Particularly striking, in the introductory section of the essay, is Debord’s synthetic account of the “self-annihilation”, “dissolution” and “destruction” that appeared in poetry and painting in the century before the surrealists. Debord had been refining his critique of what he also called the “decomposition of culture” since the 1950s. Scattered over various, mostly brief articles, one can find the elaboration of the situationist critique of “decomposition”, as well as elements of an historical account of its development across the arts, culminating in the “active decomposition” of Dada and Surrealism.[3] Certainly, a more theoretically nuanced elaboration of the self-abolition of culture and the decomposition of modern art can be found in chapter 8 of The Society of the Spectacle. But it is only here, in Debord’s essay on surrealism, that one can find in such succinct detail an account of the “self-annihilation” that appeared in the poetry and painting of the European avant-gardes. Debord’s essay is thus both accomplice and extension of his more explicitly situationist writing on the question.
Debord situates the Surrealists at the confluence of the revolutions of the early twentieth century.
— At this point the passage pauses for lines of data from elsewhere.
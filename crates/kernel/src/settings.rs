use std::path::PathBuf;

use anyhow::{anyhow, Context};
use serde::Deserialize;

const DEFAULT_ENV: &str = "local";
const ENV_VAR_NAME: &str = "BIBLIO_ENV";
const CONFIG_DIR_ENV: &str = "BIBLIO_CONFIG_DIR";

/// Deployment environment the application is running in.
#[derive(Debug, Clone, Deserialize, PartialEq, Eq, Default)]
#[serde(rename_all = "lowercase")]
pub enum Environment {
    #[default]
    Local,
    Staging,
    Production,
}

/// Top-level configuration structure loaded from layered sources.
#[derive(Debug, Clone, Deserialize, Default)]
pub struct Settings {
    #[serde(default)]
    pub environment: Environment,
    #[serde(default)]
    pub server: ServerSettings,
    #[serde(default)]
    pub lending: LendingSettings,
    #[serde(default)]
    pub telemetry: TelemetrySettings,
}

impl Settings {
    /// Load configuration by layering `.env`, base file, and environment overlay.
    pub fn load() -> anyhow::Result<Self> {
        // Allow missing `.env` files without failing.
        let _ = dotenvy::dotenv();

        let environment = std::env::var(ENV_VAR_NAME).unwrap_or_else(|_| DEFAULT_ENV.to_string());
        let config_dir = std::env::var(CONFIG_DIR_ENV)
            .map(PathBuf::from)
            .unwrap_or_else(|_| {
                // Default to repo root `config` directory.
                std::env::current_dir()
                    .map(|cwd| cwd.join("config"))
                    .unwrap_or_else(|_| PathBuf::from("config"))
            });

        let base_path = config_dir.join("base.toml");
        let environment_filename = format!("{}.toml", environment);
        let environment_path = config_dir.join(environment_filename);

        let builder = config::Config::builder()
            .add_source(config::File::from(base_path).required(false))
            .add_source(config::File::from(environment_path).required(false))
            .add_source(config::Environment::with_prefix("BIBLIO").separator("_"));

        let cfg = builder
            .build()
            .with_context(|| "failed to build configuration")?;

        let mut settings: Settings = cfg
            .try_deserialize()
            .with_context(|| "failed to deserialize configuration")?;

        // Override environment field with parsed enum variant.
        settings.environment = match environment.as_str() {
            "local" => Environment::Local,
            "staging" => Environment::Staging,
            "production" => Environment::Production,
            other => {
                return Err(anyhow!(
                    "unsupported environment '{}'; expected local/staging/production",
                    other
                ));
            }
        };

        settings.validate()?;

        Ok(settings)
    }

    /// Reject values that deserialize fine but make no operational sense.
    pub fn validate(&self) -> anyhow::Result<()> {
        if self.lending.borrow_limit == 0 {
            return Err(anyhow!("lending.borrow_limit must be a positive integer"));
        }
        Ok(())
    }
}

#[derive(Debug, Clone, Deserialize)]
pub struct ServerSettings {
    #[serde(default = "ServerSettings::default_host")]
    pub host: String,
    #[serde(default = "ServerSettings::default_port")]
    pub port: u16,
    #[serde(default = "ServerSettings::default_request_timeout_ms")]
    pub request_timeout_ms: u64,
}

impl ServerSettings {
    fn default_host() -> String {
        "0.0.0.0".to_string()
    }

    fn default_port() -> u16 {
        8080
    }

    fn default_request_timeout_ms() -> u64 {
        15000
    }
}

impl Default for ServerSettings {
    fn default() -> Self {
        Self {
            host: Self::default_host(),
            port: Self::default_port(),
            request_timeout_ms: Self::default_request_timeout_ms(),
        }
    }
}

/// Lending-engine knobs.
#[derive(Debug, Clone, Deserialize)]
pub struct LendingSettings {
    /// Maximum active loans a single member may hold simultaneously.
    #[serde(default = "LendingSettings::default_borrow_limit")]
    pub borrow_limit: u32,
}

impl LendingSettings {
    fn default_borrow_limit() -> u32 {
        10
    }
}

impl Default for LendingSettings {
    fn default() -> Self {
        Self {
            borrow_limit: Self::default_borrow_limit(),
        }
    }
}

#[derive(Debug, Clone, Deserialize, Default)]
pub struct TelemetrySettings {
    #[serde(default)]
    pub log_format: LogFormat,
}

#[derive(Debug, Clone, Deserialize, PartialEq, Eq, Default)]
#[serde(rename_all = "lowercase")]
pub enum LogFormat {
    #[default]
    Pretty,
    Json,
}

#[cfg(test)]
mod tests {
    use super::*;

    #[test]
    fn default_environment_is_local() {
        let settings = Settings::default();
        assert_eq!(settings.environment, Environment::Local);
    }

    #[test]
    fn default_borrow_limit_is_ten() {
        let settings = Settings::default();
        assert_eq!(settings.lending.borrow_limit, 10);
    }

    #[test]
    fn zero_borrow_limit_is_rejected() {
        let mut settings = Settings::default();
        settings.lending.borrow_limit = 0;
        assert!(settings.validate().is_err());
    }
}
Not only the growing self-consciousness of the dissolution and destructive elements of Modern Art, but also in the phantastic eruption of psychoanalysis and, most importantly of all, “the last great offensive of the revolutionary proletarian movement” between 1917 and 1937.[4] There is no doubt that the fortunes of Surrealism and Dada are bound up with the insurrections and social dislocations of their time, a fact that the Surrealists became fitfully aware of and anxiously engaged with almost from the moment they marked out their anti-empire of dreams. Debord, though, is clear: the fortunes of revolutionary Surrealism faded with the defeat of the proletarian revolutionary movement. Which is not to say that he agreed with Surrealism’s chief failing in the face of the French Communist Party’s attempts to make them submit to their diktat (or better, disappear). As Debord wrote, regarding the pivotal importance of the poetic in the situationist conception of revolution,
[t]he point is not to put poetry at the service of revolution, but to put revolution at the service of poetry. We do not intend to repeat the mistake of the surrealists, who put themselves at the service of the revolution right when it had ceased to exist.[5]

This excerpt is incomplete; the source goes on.